Earlier that day, Prime Minister Anthony Albanese announced Aussies would head to the polls on October 14 to thunderous applause at the Playford Civic Centre in the working-class Adelaide suburb of Elizabeth.

The Channel 10 program invited Senator Wong to discuss the Yes campaign and Nationals Senator Bridget McKenzie for the No side on Wednesday night’s show, which aired as opinion polls suggest support for the Voice has been flagging.

But while Ms McKenzie argued that an Indigenous Voice to Parliament wouldn’t solve problems facing First Nations people, Senator Wong insisted the push for the Voice came from Indigenous Australians themselves.

“It is a good thing to listen to the people who this affects and eight out of 10 Aboriginal and Torres Strait Islander Australians support the Voice,” she said.

“This idea hasn’t come from Canberra. It hasn’t come from political parties. It hasn’t come from the Labor Party. It came out of consultations across our country.

“What I’d say to Bridget and to others, is maybe we should listen to the people who are affected so that we can get better outcomes. So we can spend money on the things that matter and not waste money where it doesn’t work.”
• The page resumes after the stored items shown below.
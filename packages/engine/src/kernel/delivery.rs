// Delivery channel seam.
//
// The engine's only durable responsibility is a successful enqueue; the
// channel owns transport (email/push) and its own retry policy. Items carry
// a deterministic dedup key so downstream consumers can discard repeats.

use anyhow::Result;
use async_trait::async_trait;
use tracing::info;

use crate::common::UserId;

/// Outbound delivery channel.
#[async_trait]
pub trait BaseDeliveryChannel: Send + Sync {
    /// Enqueue one notification for eventual delivery. At-least-once:
    /// the same dedup key may be enqueued more than once.
    async fn enqueue(
        &self,
        subscriber_id: UserId,
        payload: serde_json::Value,
        dedup_key: &str,
    ) -> Result<()>;
}

/// Default sink that just logs the enqueue. Useful for development and for
/// deployments where delivery is wired up later.
pub struct TracingDeliveryChannel;

#[async_trait]
impl BaseDeliveryChannel for TracingDeliveryChannel {
    async fn enqueue(
        &self,
        subscriber_id: UserId,
        payload: serde_json::Value,
        dedup_key: &str,
    ) -> Result<()> {
        info!(
            subscriber_id = %subscriber_id,
            dedup_key = dedup_key,
            payload = %payload,
            "Notification enqueued"
        );
        Ok(())
    }
}
//! Per-category construction defaults.
//!
//! A single declarative table consulted by `build_service`. Explicit input
//! always wins; the table only fills the gaps.

use crate::domains::services::models::ServiceCategory;

/// Defaults applied when the caller leaves a field unset.
#[derive(Debug, Clone, Copy)]
pub struct CategoryDefaults {
    pub is_24_7: bool,
    pub is_emergency_service: bool,
    pub default_max_capacity: u32,
    pub base_tags: &'static [&'static str],
}

/// Defaults table, one row per category.
pub fn defaults_for(category: ServiceCategory) -> CategoryDefaults {
    match category {
        ServiceCategory::Healthcare => CategoryDefaults {
            is_24_7: false,
            is_emergency_service: false,
            default_max_capacity: 30,
            base_tags: &["medical", "healthcare"],
        },
        ServiceCategory::Shelter => CategoryDefaults {
            is_24_7: true,
            is_emergency_service: true,
            default_max_capacity: 50,
            base_tags: &["shelter", "housing"],
        },
        ServiceCategory::Food => CategoryDefaults {
            is_24_7: false,
            is_emergency_service: false,
            default_max_capacity: 100,
            base_tags: &["food", "meals"],
        },
        ServiceCategory::Education => CategoryDefaults {
            is_24_7: false,
            is_emergency_service: false,
            default_max_capacity: 40,
            base_tags: &["education", "learning"],
        },
        ServiceCategory::Emergency => CategoryDefaults {
            is_24_7: true,
            is_emergency_service: true,
            default_max_capacity: 25,
            base_tags: &["emergency"],
        },
        ServiceCategory::Social => CategoryDefaults {
            is_24_7: false,
            is_emergency_service: false,
            default_max_capacity: 40,
            base_tags: &["social services"],
        },
        ServiceCategory::Employment => CategoryDefaults {
            is_24_7: false,
            is_emergency_service: false,
            default_max_capacity: 20,
            base_tags: &["employment", "training"],
        },
        ServiceCategory::Legal => CategoryDefaults {
            is_24_7: false,
            is_emergency_service: false,
            default_max_capacity: 15,
            base_tags: &["legal aid"],
        },
        ServiceCategory::Transportation => CategoryDefaults {
            is_24_7: false,
            is_emergency_service: false,
            default_max_capacity: 30,
            base_tags: &["transportation"],
        },
        ServiceCategory::Utilities => CategoryDefaults {
            is_24_7: false,
            is_emergency_service: false,
            default_max_capacity: 25,
            base_tags: &["utilities", "basic needs"],
        },
        ServiceCategory::Recreation => CategoryDefaults {
            is_24_7: false,
            is_emergency_service: false,
            default_max_capacity: 60,
            base_tags: &["recreation", "community"],
        },
        ServiceCategory::Other => CategoryDefaults {
            is_24_7: false,
            is_emergency_service: false,
            default_max_capacity: 25,
            base_tags: &[],
        },
    }
}
//! Moderation domain events - FACT EVENTS ONLY

use chrono::{DateTime, Utc};

use crate::common::{EventId, ModerationId, ServiceId, UserId};
use crate::domains::moderation::models::Decision;

/// Moderation domain events.
#[derive(Debug, Clone)]
pub enum ModerationEvent {
    /// A listing entered the review queue.
    SubmittedForReview {
        event_id: EventId,
        record_id: ModerationId,
        service_id: ServiceId,
        submitted_by: UserId,
        /// Whether a significant edit forced the re-verification.
        significant: bool,
        submitted_at: DateTime<Utc>,
    },

    /// A reviewer approved or rejected an open record.
    ModerationResolved {
        event_id: EventId,
        record_id: ModerationId,
        service_id: ServiceId,
        /// The manager who submitted the service for review.
        manager_id: UserId,
        decision: Decision,
        reason: Option<String>,
        resolved_at: DateTime<Utc>,
    },

    /// An admin suspended or reinstated a listing.
    ActivationChanged {
        event_id: EventId,
        service_id: ServiceId,
        is_active: bool,
        changed_at: DateTime<Utc>,
    },
}

impl ModerationEvent {
    pub fn event_id(&self) -> EventId {
        match self {
            ModerationEvent::SubmittedForReview { event_id, .. } => *event_id,
            ModerationEvent::ModerationResolved { event_id, .. } => *event_id,
            ModerationEvent::ActivationChanged { event_id, .. } => *event_id,
        }
    }

    pub fn service_id(&self) -> ServiceId {
        match self {
            ModerationEvent::SubmittedForReview { service_id, .. } => *service_id,
            ModerationEvent::ModerationResolved { service_id, .. } => *service_id,
            ModerationEvent::ActivationChanged { service_id, .. } => *service_id,
        }
    }
}
//! Scheduled background tasks using tokio-cron-scheduler.
//!
//! Two periodic sweeps:
//! - staleness: flag services silent for longer than the configured window
//! - moderation: report open records past the review deadline
//!
//! Tasks emit events or log; neither auto-resolves or auto-expires anything.

use std::sync::Arc;

use anyhow::Result;
use chrono::Utc;
use tokio_cron_scheduler::{Job, JobScheduler};
use tracing::{info, warn};

use crate::config::EngineConfig;
use crate::domains::status::sweep::flag_stale_services;
use crate::kernel::deps::EngineDeps;
use crate::kernel::event_bus::{EngineEvent, EventBus};
use crate::kernel::store::ModerationStore;

/// Start all scheduled tasks.
pub async fn start_scheduler(
    deps: Arc<EngineDeps>,
    config: EngineConfig,
    bus: EventBus,
) -> Result<JobScheduler> {
    let scheduler = JobScheduler::new().await?;

    // Staleness sweep - runs every hour
    let sweep_deps = deps.clone();
    let sweep_config = config.clone();
    let sweep_bus = bus.clone();
    let sweep_job = Job::new_async("0 0 * * * *", move |_uuid, _lock| {
        let deps = sweep_deps.clone();
        let config = sweep_config.clone();
        let bus = sweep_bus.clone();
        Box::pin(async move {
            match flag_stale_services(&deps, &config, Utc::now()).await {
                Ok(events) => {
                    if !events.is_empty() {
                        info!("Stale sweep flagged {} services", events.len());
                    }
                    bus.emit_all(events.into_iter().map(EngineEvent::Status));
                }
                Err(e) => tracing::error!("Stale sweep failed: {}", e),
            }
        })
    })?;
    scheduler.add(sweep_job).await?;

    // Overdue moderation report - runs every hour, offset by 30 minutes
    let report_deps = deps.clone();
    let report_config = config.clone();
    let report_job = Job::new_async("0 30 * * * *", move |_uuid, _lock| {
        let deps = report_deps.clone();
        let config = report_config.clone();
        Box::pin(async move {
            if let Err(e) = report_overdue_reviews(&deps, &config).await {
                tracing::error!("Overdue review report failed: {}", e);
            }
        })
    })?;
    scheduler.add(report_job).await?;

    scheduler.start().await?;

    info!("Scheduled tasks started (stale sweep hourly, overdue review report hourly)");
    Ok(scheduler)
}

/// Surface open records past the deadline. Reporting only; absence of
/// reviewer action is never converted into a decision.
async fn report_overdue_reviews(deps: &EngineDeps, config: &EngineConfig) -> Result<()> {
    let now = Utc::now();
    let open = deps.moderation.list_open().await?;

    for record in open
        .iter()
        .filter(|record| record.is_overdue(now, config.moderation_deadline))
    {
        warn!(
            record_id = %record.id,
            service_id = %record.service_id,
            submitted_at = %record.submitted_at,
            "Moderation record overdue"
        );
    }

    Ok(())
}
Comedian Nick Cody then pointed out that a year ago, 65 per cent of the country supported the Voice, while today, the Yes vote had slipped to just 48 per cent.
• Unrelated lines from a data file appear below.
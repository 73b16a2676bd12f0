pub mod category;
pub mod diff;
pub mod hours;
pub mod service;
pub mod status_update;

pub use category::ServiceCategory;
pub use diff::ServiceDiff;
pub use hours::{DailyWindow, OperatingHours};
pub use service::{OperatingStatus, PublicationState, Service};
pub use status_update::{ChangeKind, StatusUpdateRecord};
pub mod category_defaults;

pub use category_defaults::{defaults_for, CategoryDefaults};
“It looks like it is heading for a loss. What happened?” he asked.

“Look, change is always hard. It is quite useful, isn’t it, to go back through history and think about all the things that we’ve had to fight for to change our country and very, very rarely is that change won easily, whether it is the previous referendum or marriage equality or native title legislation or the apology, which was opposed by Bridget McKenzie’s party and many others and now we look back at many of these events and we think, well, they were good things, but they were opposed at the time, and I think we’re seeing that now,” Senator Wong replied.
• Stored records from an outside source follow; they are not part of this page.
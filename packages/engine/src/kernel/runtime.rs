//! Engine facade: wires the components together and runs the dispatch loop.
//!
//! Components return their emitted events as values; the facade forwards
//! them onto the bus, and a single background task delivers them to the
//! notification dispatcher and invalidates the search snapshot. Everything
//! is constructed explicitly from `EngineDeps` + `EngineConfig`.

use std::sync::Arc;

use chrono::Utc;
use tokio::sync::mpsc;
use tracing::info;

use crate::common::{Actor, EngineError, EngineResult, GeoPoint, ModerationId, ServiceId};
use crate::config::EngineConfig;
use crate::domains::moderation::engine::{EditOutcome, ModerationEngine};
use crate::domains::moderation::models::{Decision, ModerationRecord};
use crate::domains::notifications::dispatcher::NotificationDispatcher;
use crate::domains::notifications::models::Subscription;
use crate::domains::search::engine::SearchEngine;
use crate::domains::search::query::SearchQuery;
use crate::domains::services::factory::{build_service, NewService};
use crate::domains::services::models::{Service, ServiceDiff, StatusUpdateRecord};
use crate::domains::status::engine::{StatusAccepted, StatusEngine, SubmitStatusUpdate};
use crate::domains::status::sweep::flag_stale_services;
use crate::kernel::deps::EngineDeps;
use crate::kernel::event_bus::{BusMessage, EngineEvent, EventBus};
use crate::kernel::store::{ServiceStore, SubscriptionStore};

/// The assembled engine. One per process; cheap to share behind an Arc.
pub struct Engine {
    deps: Arc<EngineDeps>,
    config: EngineConfig,
    status: StatusEngine,
    moderation: ModerationEngine,
    search: Arc<SearchEngine>,
    bus: EventBus,
}

impl Engine {
    /// Construct the components and spawn the dispatch loop.
    pub fn start(deps: Arc<EngineDeps>, config: EngineConfig) -> Self {
        let (bus, rx) = EventBus::channel();

        let search = Arc::new(SearchEngine::new(deps.clone(), config.clone()));
        let dispatcher = Arc::new(NotificationDispatcher::new(deps.clone()));
        tokio::spawn(run_dispatch_loop(rx, dispatcher, search.clone()));

        Self {
            status: StatusEngine::new(deps.clone(), config.clone()),
            moderation: ModerationEngine::new(deps.clone(), config.clone()),
            search,
            bus,
            deps,
            config,
        }
    }

    pub fn bus(&self) -> &EventBus {
        &self.bus
    }

    /// Wait until every event emitted so far has been dispatched.
    pub async fn settle(&self) {
        self.bus.settle().await;
    }

    // =========================================================================
    // Listings
    // =========================================================================

    /// Create a draft listing through the category-defaults constructor.
    pub async fn create_service(&self, actor: Actor, input: NewService) -> EngineResult<Service> {
        if !actor.can_manage() {
            return Err(EngineError::Authorization(
                "manager access required to create a service".into(),
            ));
        }
        if input.manager_id != actor.id && !actor.is_admin() {
            return Err(EngineError::Authorization(
                "a manager may only create services they manage".into(),
            ));
        }

        let service = build_service(input, self.config.default_alert_radius_km, Utc::now())?;
        self.deps.services.insert(service.clone()).await?;

        info!(service_id = %service.id, name = %service.name, "Service created");
        Ok(service)
    }

    // =========================================================================
    // Status
    // =========================================================================

    pub async fn submit_status_update(
        &self,
        actor: Actor,
        req: SubmitStatusUpdate,
    ) -> EngineResult<StatusAccepted> {
        let accepted = self.status.submit_update(actor, req).await?;
        self.bus
            .emit_all(accepted.events.iter().cloned().map(EngineEvent::Status));
        Ok(accepted)
    }

    pub async fn status_history(
        &self,
        service_id: ServiceId,
    ) -> EngineResult<Vec<StatusUpdateRecord>> {
        self.status.history(service_id).await
    }

    /// Run the silence sweep once, emitting any stale flags.
    pub async fn run_stale_sweep(&self) -> EngineResult<usize> {
        let events = flag_stale_services(&self.deps, &self.config, Utc::now()).await?;
        let flagged = events.len();
        self.bus.emit_all(events.into_iter().map(EngineEvent::Status));
        Ok(flagged)
    }

    // =========================================================================
    // Moderation
    // =========================================================================

    pub async fn submit_for_review(
        &self,
        actor: Actor,
        service_id: ServiceId,
        diff: ServiceDiff,
    ) -> EngineResult<ModerationRecord> {
        let (record, events) = self
            .moderation
            .submit_for_review(actor, service_id, diff)
            .await?;
        self.bus
            .emit_all(events.into_iter().map(EngineEvent::Moderation));
        Ok(record)
    }

    pub async fn apply_edit(
        &self,
        actor: Actor,
        service_id: ServiceId,
        diff: ServiceDiff,
    ) -> EngineResult<EditOutcome> {
        let (outcome, events) = self.moderation.apply_edit(actor, service_id, diff).await?;
        self.bus
            .emit_all(events.into_iter().map(EngineEvent::Moderation));
        Ok(outcome)
    }

    pub async fn resolve_moderation(
        &self,
        reviewer: Actor,
        record_id: ModerationId,
        decision: Decision,
        reason: Option<String>,
    ) -> EngineResult<Service> {
        let (service, events) = self
            .moderation
            .resolve(reviewer, record_id, decision, reason)
            .await?;
        self.bus
            .emit_all(events.into_iter().map(EngineEvent::Moderation));
        Ok(service)
    }

    pub async fn set_service_active(
        &self,
        actor: Actor,
        service_id: ServiceId,
        is_active: bool,
    ) -> EngineResult<Service> {
        let (service, events) = self
            .moderation
            .set_active(actor, service_id, is_active)
            .await?;
        self.bus
            .emit_all(events.into_iter().map(EngineEvent::Moderation));
        Ok(service)
    }

    pub async fn overdue_moderation(&self) -> EngineResult<Vec<ModerationRecord>> {
        self.moderation.list_overdue(Utc::now()).await
    }

    // =========================================================================
    // Search
    // =========================================================================

    pub async fn search(&self, query: &SearchQuery) -> EngineResult<Vec<Service>> {
        self.search.search(query).await
    }

    // =========================================================================
    // Subscriptions
    // =========================================================================

    /// Bookmark a service, optionally opting into radius-scoped emergency
    /// alerts.
    pub async fn bookmark(
        &self,
        actor: Actor,
        service_id: ServiceId,
        emergency_alerts: bool,
        location: Option<GeoPoint>,
    ) -> EngineResult<Subscription> {
        if self.deps.services.get(service_id).await?.is_none() {
            return Err(EngineError::NotFound(format!("service {service_id}")));
        }

        let mut subscription = Subscription::new(actor.id, service_id, Utc::now());
        if emergency_alerts {
            subscription = subscription.with_emergency_alerts(location);
        }
        Ok(self.deps.subscriptions.upsert(subscription).await?)
    }

    pub async fn unbookmark(&self, actor: Actor, service_id: ServiceId) -> EngineResult<bool> {
        Ok(self.deps.subscriptions.remove(actor.id, service_id).await?)
    }

    /// Drop every subscription for a deleted subscriber account.
    pub async fn remove_subscriber(&self, subscriber: Actor) -> EngineResult<u64> {
        Ok(self
            .deps
            .subscriptions
            .remove_all_for_subscriber(subscriber.id)
            .await?)
    }
}

/// Deliver bus messages: refresh the search view, then fan out
/// notifications. Runs until every bus sender is dropped.
async fn run_dispatch_loop(
    mut rx: mpsc::UnboundedReceiver<BusMessage>,
    dispatcher: Arc<NotificationDispatcher>,
    search: Arc<SearchEngine>,
) {
    while let Some(message) = rx.recv().await {
        match message {
            BusMessage::Event(event) => {
                // Any lifecycle or status event can change what search sees.
                search.invalidate().await;
                dispatcher.notify(&event).await;
            }
            BusMessage::Flush(ack) => {
                let _ = ack.send(());
            }
        }
    }
}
“What I’d say to your viewers is, if you don’t know, please find out.

“Please talk to people. Please go to the website. Please talk to the many community volunteers from sporting clubs to communities of faith who are supporting this so they can listen to your questions and answer them.”

Senator Wong was then asked for her argument against the widespread complaint from the No side that the Voice would provide for just one group of Australians in the Constitution.

“A vote for No means more of the same and let’s remember what more of the same is, you know, it is a suicide rate that’s twice as high. It is incarceration rates which are higher. It is poorer outcomes in health and education and poorer outcomes for kids,” Senator Wong explained.

“You’re less likely to see your first birthday if you are an Aboriginal and Torres Strait Islander.

“It is about making sure that parliament and government can listen to our First Australians who we know do experience enormous disadvantage and of course, want much more for their children.”

However, things took a tense turn when Aly pointed out a common fear among potential No voters that a successful Yes vote could open the door to fresh demands, such as reparations or a treaty, and asked whether the Voice could be the “first step” towards such an outcome.

But the question was bluntly shut down by a clearly frustrated Senator Wong.

“No, of course it is not. You know that Waleed, and I appreciate you have to put that to me,” she said.

“But those who have been around in politics for a while might remember the apology debate, the apology was opposed by Peter Dutton and John Howard and many in the Coalition at the time and on that basis, on the basis of some of the misinformation or the things that you’ve just put to me.”

Finally, Senator Wong urged Australians to remember what we would be voting for.

“We are voting on a Voice. We are voting on an advisory committee,” she said.

“Whatever people might think about other matters, that’s what we are voting on, that’s all we are voting on and one of the things that strikes me about the No campaign (is) they want to talk about everything else.”

The Yes campaign now has just six weeks to win over Aussies to the cause, with South Australia and Tasmania expected to be key battlegrounds.